** DATA FOR REVIEW follows **
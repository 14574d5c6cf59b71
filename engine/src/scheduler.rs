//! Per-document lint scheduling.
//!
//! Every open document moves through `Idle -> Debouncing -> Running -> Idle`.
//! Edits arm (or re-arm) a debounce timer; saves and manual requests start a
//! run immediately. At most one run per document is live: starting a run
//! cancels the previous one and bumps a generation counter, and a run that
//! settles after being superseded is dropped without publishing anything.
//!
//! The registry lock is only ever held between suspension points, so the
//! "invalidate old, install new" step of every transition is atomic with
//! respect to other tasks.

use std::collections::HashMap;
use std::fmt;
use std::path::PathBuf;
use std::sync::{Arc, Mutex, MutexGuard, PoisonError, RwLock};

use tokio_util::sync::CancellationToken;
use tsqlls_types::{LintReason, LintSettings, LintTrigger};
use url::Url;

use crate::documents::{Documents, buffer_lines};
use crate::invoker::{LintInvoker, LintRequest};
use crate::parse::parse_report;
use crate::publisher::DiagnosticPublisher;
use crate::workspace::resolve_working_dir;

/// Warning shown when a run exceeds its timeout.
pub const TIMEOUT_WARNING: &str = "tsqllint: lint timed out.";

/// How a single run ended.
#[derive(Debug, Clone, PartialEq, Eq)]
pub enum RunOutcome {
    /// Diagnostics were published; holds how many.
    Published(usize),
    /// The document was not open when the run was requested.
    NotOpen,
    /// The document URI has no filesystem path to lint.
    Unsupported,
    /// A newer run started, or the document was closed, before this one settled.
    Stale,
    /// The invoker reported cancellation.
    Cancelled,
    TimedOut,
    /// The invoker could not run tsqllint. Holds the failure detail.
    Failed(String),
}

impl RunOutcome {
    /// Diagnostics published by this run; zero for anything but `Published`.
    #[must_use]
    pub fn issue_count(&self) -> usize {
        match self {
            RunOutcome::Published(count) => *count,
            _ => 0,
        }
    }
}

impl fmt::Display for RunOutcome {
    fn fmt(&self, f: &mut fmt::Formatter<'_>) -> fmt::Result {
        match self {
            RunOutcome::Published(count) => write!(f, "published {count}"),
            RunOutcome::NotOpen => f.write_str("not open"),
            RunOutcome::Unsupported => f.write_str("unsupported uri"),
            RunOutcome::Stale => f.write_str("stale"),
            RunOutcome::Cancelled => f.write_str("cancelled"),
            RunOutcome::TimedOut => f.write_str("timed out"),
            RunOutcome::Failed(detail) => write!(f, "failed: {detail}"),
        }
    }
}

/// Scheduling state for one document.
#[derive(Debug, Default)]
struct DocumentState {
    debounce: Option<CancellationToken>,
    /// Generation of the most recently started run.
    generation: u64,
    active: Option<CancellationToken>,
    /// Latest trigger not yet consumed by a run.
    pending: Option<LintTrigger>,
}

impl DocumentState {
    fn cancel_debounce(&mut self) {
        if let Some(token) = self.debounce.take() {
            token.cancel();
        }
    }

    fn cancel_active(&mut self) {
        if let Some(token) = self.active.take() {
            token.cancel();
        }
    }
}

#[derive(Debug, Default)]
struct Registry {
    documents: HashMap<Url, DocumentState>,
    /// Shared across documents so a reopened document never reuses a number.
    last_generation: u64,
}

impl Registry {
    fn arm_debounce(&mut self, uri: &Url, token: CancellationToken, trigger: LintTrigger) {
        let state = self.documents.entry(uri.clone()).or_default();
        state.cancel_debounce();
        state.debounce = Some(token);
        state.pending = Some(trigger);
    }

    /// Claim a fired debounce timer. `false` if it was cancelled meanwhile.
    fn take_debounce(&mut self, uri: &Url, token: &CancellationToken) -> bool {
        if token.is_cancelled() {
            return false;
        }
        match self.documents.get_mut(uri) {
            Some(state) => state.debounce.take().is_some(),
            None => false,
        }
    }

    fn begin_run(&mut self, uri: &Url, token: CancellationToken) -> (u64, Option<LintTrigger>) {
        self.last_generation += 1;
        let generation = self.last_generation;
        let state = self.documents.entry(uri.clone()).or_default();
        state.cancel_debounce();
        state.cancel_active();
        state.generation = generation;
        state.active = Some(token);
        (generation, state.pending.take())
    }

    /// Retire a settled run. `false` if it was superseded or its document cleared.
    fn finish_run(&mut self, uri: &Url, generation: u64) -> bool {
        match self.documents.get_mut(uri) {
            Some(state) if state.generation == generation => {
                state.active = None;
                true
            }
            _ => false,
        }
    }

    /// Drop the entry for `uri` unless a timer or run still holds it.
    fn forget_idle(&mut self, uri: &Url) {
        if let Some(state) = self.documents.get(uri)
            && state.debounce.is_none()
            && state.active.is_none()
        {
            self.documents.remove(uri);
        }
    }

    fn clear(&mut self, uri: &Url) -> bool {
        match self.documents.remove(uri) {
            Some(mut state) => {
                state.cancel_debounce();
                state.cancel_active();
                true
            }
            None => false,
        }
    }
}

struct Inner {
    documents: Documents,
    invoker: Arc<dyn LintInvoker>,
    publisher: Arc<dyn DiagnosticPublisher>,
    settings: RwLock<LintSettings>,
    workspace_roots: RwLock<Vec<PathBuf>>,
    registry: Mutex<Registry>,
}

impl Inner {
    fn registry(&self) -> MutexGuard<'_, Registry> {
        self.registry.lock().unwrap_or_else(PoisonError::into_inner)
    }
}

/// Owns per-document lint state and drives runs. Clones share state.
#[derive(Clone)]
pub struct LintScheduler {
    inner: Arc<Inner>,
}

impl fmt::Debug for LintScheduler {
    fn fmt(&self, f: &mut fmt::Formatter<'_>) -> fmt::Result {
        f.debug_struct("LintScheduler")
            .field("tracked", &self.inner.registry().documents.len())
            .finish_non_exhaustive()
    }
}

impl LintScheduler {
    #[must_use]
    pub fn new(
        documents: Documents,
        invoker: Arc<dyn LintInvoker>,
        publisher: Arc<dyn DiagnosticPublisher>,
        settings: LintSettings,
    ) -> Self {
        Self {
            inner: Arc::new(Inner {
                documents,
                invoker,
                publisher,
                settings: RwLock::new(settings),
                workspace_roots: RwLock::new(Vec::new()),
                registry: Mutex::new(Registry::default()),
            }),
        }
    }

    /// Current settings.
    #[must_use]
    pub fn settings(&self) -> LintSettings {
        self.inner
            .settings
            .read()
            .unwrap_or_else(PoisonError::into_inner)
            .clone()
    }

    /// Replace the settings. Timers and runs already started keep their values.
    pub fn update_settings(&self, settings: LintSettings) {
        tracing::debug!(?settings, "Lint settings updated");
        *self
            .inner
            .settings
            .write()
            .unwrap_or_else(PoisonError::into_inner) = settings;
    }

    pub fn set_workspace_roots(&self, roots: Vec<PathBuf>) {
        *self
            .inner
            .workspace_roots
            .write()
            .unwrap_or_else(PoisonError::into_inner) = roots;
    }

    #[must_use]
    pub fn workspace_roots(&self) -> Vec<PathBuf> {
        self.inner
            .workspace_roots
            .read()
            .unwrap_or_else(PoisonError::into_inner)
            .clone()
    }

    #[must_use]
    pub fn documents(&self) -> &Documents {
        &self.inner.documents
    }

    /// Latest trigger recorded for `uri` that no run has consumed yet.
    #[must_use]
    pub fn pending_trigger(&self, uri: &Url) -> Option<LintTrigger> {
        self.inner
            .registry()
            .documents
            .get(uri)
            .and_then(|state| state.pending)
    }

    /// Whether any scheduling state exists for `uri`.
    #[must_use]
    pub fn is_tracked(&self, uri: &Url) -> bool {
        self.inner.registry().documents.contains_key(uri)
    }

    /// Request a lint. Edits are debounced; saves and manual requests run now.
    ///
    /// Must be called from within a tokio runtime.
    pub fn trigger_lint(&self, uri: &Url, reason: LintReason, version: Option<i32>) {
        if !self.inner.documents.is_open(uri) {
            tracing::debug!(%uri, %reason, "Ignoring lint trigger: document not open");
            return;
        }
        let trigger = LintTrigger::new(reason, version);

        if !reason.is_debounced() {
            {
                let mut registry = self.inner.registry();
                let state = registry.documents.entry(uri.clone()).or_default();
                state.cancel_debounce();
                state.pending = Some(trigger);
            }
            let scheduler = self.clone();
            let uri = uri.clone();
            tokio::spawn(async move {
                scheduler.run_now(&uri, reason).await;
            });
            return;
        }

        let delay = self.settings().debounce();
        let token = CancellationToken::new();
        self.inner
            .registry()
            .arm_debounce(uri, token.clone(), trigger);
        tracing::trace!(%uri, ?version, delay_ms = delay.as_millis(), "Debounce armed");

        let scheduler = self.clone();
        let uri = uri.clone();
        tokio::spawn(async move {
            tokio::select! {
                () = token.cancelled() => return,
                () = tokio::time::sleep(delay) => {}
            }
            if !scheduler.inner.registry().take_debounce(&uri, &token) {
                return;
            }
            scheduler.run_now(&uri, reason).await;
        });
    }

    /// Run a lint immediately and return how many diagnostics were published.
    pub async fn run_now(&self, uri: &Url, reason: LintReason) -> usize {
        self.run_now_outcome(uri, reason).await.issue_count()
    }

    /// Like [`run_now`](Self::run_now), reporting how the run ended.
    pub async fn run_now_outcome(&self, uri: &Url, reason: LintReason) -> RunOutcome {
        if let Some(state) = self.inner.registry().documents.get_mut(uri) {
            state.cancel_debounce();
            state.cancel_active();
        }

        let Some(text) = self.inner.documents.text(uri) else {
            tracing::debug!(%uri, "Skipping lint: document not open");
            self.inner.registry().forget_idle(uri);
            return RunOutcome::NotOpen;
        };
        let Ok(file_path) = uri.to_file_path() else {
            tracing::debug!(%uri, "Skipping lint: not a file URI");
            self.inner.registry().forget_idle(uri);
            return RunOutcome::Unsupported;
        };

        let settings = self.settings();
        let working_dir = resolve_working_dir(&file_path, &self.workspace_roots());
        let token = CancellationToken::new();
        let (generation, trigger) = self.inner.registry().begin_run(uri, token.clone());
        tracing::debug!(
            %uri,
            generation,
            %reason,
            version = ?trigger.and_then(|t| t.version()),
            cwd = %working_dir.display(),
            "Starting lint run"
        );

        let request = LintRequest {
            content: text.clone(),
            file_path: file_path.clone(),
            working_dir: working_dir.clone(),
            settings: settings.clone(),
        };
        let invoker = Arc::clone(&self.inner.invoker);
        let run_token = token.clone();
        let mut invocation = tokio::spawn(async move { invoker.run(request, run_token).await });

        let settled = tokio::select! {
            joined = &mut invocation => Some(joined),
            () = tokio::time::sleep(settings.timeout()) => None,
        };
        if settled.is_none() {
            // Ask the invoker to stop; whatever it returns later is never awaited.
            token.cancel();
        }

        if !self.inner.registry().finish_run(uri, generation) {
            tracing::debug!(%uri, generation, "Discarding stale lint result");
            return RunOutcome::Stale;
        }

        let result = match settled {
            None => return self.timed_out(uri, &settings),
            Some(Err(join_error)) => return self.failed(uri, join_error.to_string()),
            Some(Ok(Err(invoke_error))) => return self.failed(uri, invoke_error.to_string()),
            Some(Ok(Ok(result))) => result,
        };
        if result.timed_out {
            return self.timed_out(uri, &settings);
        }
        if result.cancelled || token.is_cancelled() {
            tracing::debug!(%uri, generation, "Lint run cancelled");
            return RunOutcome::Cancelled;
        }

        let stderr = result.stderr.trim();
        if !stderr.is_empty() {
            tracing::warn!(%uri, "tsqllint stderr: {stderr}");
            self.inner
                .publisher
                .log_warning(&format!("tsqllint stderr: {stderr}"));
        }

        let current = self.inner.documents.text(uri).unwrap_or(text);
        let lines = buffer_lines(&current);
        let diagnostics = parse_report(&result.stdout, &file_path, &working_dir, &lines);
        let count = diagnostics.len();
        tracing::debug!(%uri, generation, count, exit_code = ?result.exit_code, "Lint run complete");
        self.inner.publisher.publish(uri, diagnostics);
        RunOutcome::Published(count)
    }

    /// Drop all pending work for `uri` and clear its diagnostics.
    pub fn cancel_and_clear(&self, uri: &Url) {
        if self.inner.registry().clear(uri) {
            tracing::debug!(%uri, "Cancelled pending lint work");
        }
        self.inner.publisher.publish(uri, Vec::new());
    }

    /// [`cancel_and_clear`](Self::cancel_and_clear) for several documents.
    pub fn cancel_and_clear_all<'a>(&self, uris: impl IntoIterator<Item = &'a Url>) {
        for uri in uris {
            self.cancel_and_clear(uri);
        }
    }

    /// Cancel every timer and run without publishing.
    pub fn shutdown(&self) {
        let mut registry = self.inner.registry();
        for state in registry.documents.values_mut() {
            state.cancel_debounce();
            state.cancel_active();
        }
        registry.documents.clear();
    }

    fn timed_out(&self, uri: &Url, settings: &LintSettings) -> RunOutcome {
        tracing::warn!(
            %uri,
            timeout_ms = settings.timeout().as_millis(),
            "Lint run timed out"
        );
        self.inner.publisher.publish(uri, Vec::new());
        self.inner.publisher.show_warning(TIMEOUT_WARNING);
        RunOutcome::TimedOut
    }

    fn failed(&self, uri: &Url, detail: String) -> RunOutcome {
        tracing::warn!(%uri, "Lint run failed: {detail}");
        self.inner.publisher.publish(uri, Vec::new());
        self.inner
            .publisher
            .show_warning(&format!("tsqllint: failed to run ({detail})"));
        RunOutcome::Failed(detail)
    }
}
** End of DATA FOR REVIEW **
WHAT TO WORK ON: What is needed is a count of the lines in the data that contain the word "false"; please give it and no other words.

TASK SOLUTION: 6